_TASK_:
What's wanted is the full listing, reproduced exactly.
Segment Open
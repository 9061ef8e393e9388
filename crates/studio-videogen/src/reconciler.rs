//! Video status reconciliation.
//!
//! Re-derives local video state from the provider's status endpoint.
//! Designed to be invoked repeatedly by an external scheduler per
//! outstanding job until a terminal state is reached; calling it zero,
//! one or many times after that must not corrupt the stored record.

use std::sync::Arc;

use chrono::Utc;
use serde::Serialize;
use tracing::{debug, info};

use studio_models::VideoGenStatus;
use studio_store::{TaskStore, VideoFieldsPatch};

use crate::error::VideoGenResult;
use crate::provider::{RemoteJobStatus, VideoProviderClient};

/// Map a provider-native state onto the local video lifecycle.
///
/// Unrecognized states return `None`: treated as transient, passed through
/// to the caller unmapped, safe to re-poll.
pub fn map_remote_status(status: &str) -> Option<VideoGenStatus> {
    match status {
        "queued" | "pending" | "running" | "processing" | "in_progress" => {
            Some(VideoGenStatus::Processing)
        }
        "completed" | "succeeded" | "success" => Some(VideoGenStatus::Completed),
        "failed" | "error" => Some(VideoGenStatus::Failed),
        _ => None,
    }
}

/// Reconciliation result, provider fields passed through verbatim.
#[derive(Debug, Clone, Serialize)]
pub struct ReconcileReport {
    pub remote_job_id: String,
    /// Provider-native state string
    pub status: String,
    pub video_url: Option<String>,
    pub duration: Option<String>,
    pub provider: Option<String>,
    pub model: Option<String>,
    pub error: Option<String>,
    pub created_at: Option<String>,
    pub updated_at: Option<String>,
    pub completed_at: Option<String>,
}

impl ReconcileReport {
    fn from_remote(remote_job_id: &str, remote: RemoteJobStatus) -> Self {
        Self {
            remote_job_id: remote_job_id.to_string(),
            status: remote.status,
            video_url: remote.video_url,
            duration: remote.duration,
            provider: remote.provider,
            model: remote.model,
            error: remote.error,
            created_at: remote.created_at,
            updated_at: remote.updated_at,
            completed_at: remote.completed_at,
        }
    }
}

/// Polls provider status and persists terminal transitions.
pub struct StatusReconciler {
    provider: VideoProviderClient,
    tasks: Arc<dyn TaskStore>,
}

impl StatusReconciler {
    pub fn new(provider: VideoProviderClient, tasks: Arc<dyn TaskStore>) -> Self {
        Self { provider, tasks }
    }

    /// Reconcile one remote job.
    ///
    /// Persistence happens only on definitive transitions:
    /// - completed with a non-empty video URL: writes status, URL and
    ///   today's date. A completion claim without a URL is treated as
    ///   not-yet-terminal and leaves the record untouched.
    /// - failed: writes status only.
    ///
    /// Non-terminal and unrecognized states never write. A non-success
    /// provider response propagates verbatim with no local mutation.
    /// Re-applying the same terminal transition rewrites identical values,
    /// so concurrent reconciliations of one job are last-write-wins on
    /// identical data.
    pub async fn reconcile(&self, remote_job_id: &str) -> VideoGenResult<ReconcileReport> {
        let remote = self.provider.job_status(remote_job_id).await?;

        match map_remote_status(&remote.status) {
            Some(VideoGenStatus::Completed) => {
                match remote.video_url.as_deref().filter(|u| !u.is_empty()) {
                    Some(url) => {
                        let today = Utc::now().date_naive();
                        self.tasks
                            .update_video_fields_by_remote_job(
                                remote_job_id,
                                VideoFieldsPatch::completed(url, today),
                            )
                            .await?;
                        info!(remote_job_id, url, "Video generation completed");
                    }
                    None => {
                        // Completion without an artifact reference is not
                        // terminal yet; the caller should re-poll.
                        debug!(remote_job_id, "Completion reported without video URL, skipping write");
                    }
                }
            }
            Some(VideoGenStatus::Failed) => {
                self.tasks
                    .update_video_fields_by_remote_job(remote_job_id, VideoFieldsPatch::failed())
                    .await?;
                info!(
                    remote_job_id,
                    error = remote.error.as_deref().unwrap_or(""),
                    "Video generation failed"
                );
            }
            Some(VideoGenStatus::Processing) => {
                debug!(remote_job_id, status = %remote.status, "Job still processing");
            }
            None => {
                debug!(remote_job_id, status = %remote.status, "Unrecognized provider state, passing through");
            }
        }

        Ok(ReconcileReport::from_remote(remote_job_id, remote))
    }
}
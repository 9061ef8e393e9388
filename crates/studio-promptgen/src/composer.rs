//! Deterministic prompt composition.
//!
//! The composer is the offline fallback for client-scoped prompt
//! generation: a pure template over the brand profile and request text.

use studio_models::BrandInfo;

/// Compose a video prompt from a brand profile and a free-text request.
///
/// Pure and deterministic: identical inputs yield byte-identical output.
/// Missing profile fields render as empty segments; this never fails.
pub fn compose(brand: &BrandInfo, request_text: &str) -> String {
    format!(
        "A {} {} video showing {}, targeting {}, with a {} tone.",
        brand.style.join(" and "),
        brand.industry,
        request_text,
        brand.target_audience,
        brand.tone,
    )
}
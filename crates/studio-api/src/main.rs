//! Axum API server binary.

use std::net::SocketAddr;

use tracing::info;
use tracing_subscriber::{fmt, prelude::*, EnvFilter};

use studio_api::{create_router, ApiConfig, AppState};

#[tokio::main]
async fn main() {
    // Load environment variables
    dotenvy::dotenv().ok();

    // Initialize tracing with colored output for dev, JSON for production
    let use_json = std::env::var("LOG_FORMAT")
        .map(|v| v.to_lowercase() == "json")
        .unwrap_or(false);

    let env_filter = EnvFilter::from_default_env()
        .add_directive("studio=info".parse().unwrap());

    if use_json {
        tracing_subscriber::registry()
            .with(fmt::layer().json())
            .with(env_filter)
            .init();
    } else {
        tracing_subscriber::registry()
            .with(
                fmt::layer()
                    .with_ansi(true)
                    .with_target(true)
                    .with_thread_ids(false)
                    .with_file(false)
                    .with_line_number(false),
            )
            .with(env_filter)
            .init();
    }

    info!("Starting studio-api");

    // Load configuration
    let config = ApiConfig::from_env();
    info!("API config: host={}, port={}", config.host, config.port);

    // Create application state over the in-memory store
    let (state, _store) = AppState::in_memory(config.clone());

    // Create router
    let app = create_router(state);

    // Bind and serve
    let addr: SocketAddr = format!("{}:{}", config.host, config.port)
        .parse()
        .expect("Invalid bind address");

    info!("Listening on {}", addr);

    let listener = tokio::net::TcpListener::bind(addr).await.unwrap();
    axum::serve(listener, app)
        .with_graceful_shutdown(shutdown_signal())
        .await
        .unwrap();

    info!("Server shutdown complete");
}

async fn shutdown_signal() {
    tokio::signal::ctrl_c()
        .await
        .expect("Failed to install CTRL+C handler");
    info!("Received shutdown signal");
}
Segment Closed
_COMPLETED TASK_:
repository 9061ef8e393e9388
filename crates/studio-videogen/src/reconciler.rs
//! Video status reconciliation.
//!
//! Re-derives local video state from the provider's status endpoint.
//! Designed to be invoked repeatedly by an external scheduler per
//! outstanding job until a terminal state is reached; calling it zero,
//! one or many times after that must not corrupt the stored record.

use std::sync::Arc;

use chrono::Utc;
use serde::Serialize;
use tracing::{debug, info};

use studio_models::VideoGenStatus;
use studio_store::{TaskStore, VideoFieldsPatch};

use crate::error::VideoGenResult;
use crate::provider::{RemoteJobStatus, VideoProviderClient};

/// Map a provider-native state onto the local video lifecycle.
///
/// Unrecognized states return `None`: treated as transient, passed through
/// to the caller unmapped, safe to re-poll.
pub fn map_remote_status(status: &str) -> Option<VideoGenStatus> {
    match status {
        "queued" | "pending" | "running" | "processing" | "in_progress" => {
            Some(VideoGenStatus::Processing)
        }
        "completed" | "succeeded" | "success" => Some(VideoGenStatus::Completed),
        "failed" | "error" => Some(VideoGenStatus::Failed),
        _ => None,
    }
}

/// Reconciliation result, provider fields passed through verbatim.
#[derive(Debug, Clone, Serialize)]
pub struct ReconcileReport {
    pub remote_job_id: String,
    /// Provider-native state string
    pub status: String,
    pub video_url: Option<String>,
    pub duration: Option<String>,
    pub provider: Option<String>,
    pub model: Option<String>,
    pub error: Option<String>,
    pub created_at: Option<String>,
    pub updated_at: Option<String>,
    pub completed_at: Option<String>,
}

impl ReconcileReport {
    fn from_remote(remote_job_id: &str, remote: RemoteJobStatus) -> Self {
        Self {
            remote_job_id: remote_job_id.to_string(),
            status: remote.status,
            video_url: remote.video_url,
            duration: remote.duration,
            provider: remote.provider,
            model: remote.model,
            error: remote.error,
            created_at: remote.created_at,
            updated_at: remote.updated_at,
            completed_at: remote.completed_at,
        }
    }
}

/// Polls provider status and persists terminal transitions.
pub struct StatusReconciler {
    provider: VideoProviderClient,
    tasks: Arc<dyn TaskStore>,
}

impl StatusReconciler {
    pub fn new(provider: VideoProviderClient, tasks: Arc<dyn TaskStore>) -> Self {
        Self { provider, tasks }
    }

    /// Reconcile one remote job.
    ///
    /// Persistence happens only on definitive transitions:
    /// - completed with a non-empty video URL: writes status, URL and
    ///   today's date. A completion claim without a URL is treated as
    ///   not-yet-terminal and leaves the record untouched.
    /// - failed: writes status only.
    ///
    /// Non-terminal and unrecognized states never write. A non-success
    /// provider response propagates verbatim with no local mutation.
    /// Re-applying the same terminal transition rewrites identical values,
    /// so concurrent reconciliations of one job are last-write-wins on
    /// identical data.
    pub async fn reconcile(&self, remote_job_id: &str) -> VideoGenResult<ReconcileReport> {
        let remote = self.provider.job_status(remote_job_id).await?;

        match map_remote_status(&remote.status) {
            Some(VideoGenStatus::Completed) => {
                match remote.video_url.as_deref().filter(|u| !u.is_empty()) {
                    Some(url) => {
                        let today = Utc::now().date_naive();
                        self.tasks
                            .update_video_fields_by_remote_job(
                                remote_job_id,
                                VideoFieldsPatch::completed(url, today),
                            )
                            .await?;
                        info!(remote_job_id, url, "Video generation completed");
                    }
                    None => {
                        // Completion without an artifact reference is not
                        // terminal yet; the caller should re-poll.
                        debug!(remote_job_id, "Completion reported without video URL, skipping write");
                    }
                }
            }
            Some(VideoGenStatus::Failed) => {
                self.tasks
                    .update_video_fields_by_remote_job(remote_job_id, VideoFieldsPatch::failed())
                    .await?;
                info!(
                    remote_job_id,
                    error = remote.error.as_deref().unwrap_or(""),
                    "Video generation failed"
                );
            }
            Some(VideoGenStatus::Processing) => {
                debug!(remote_job_id, status = %remote.status, "Job still processing");
            }
            None => {
                debug!(remote_job_id, status = %remote.status, "Unrecognized provider state, passing through");
            }
        }

        Ok(ReconcileReport::from_remote(remote_job_id, remote))
    }
}
repository 9061ef8e393e9388
filename crates/studio-promptgen/src/composer.rs
//! Deterministic prompt composition.
//!
//! The composer is the offline fallback for client-scoped prompt
//! generation: a pure template over the brand profile and request text.

use studio_models::BrandInfo;

/// Compose a video prompt from a brand profile and a free-text request.
///
/// Pure and deterministic: identical inputs yield byte-identical output.
/// Missing profile fields render as empty segments; this never fails.
pub fn compose(brand: &BrandInfo, request_text: &str) -> String {
    format!(
        "A {} {} video showing {}, targeting {}, with a {} tone.",
        brand.style.join(" and "),
        brand.industry,
        request_text,
        brand.target_audience,
        brand.tone,
    )
}
filename crates/studio-api/src/main.rs
//! Axum API server binary.

use std::net::SocketAddr;

use tracing::info;
use tracing_subscriber::{fmt, prelude::*, EnvFilter};

use studio_api::{create_router, ApiConfig, AppState};

#[tokio::main]
async fn main() {
    // Load environment variables
    dotenvy::dotenv().ok();

    // Initialize tracing with colored output for dev, JSON for production
    let use_json = std::env::var("LOG_FORMAT")
        .map(|v| v.to_lowercase() == "json")
        .unwrap_or(false);

    let env_filter = EnvFilter::from_default_env()
        .add_directive("studio=info".parse().unwrap());

    if use_json {
        tracing_subscriber::registry()
            .with(fmt::layer().json())
            .with(env_filter)
            .init();
    } else {
        tracing_subscriber::registry()
            .with(
                fmt::layer()
                    .with_ansi(true)
                    .with_target(true)
                    .with_thread_ids(false)
                    .with_file(false)
                    .with_line_number(false),
            )
            .with(env_filter)
            .init();
    }

    info!("Starting studio-api");

    // Load configuration
    let config = ApiConfig::from_env();
    info!("API config: host={}, port={}", config.host, config.port);

    // Create application state over the in-memory store
    let (state, _store) = AppState::in_memory(config.clone());

    // Create router
    let app = create_router(state);

    // Bind and serve
    let addr: SocketAddr = format!("{}:{}", config.host, config.port)
        .parse()
        .expect("Invalid bind address");

    info!("Listening on {}", addr);

    let listener = tokio::net::TcpListener::bind(addr).await.unwrap();
    axum::serve(listener, app)
        .with_graceful_shutdown(shutdown_signal())
        .await
        .unwrap();

    info!("Server shutdown complete");
}

async fn shutdown_signal() {
    tokio::signal::ctrl_c()
        .await
        .expect("Failed to install CTRL+C handler");
    info!("Received shutdown signal");
}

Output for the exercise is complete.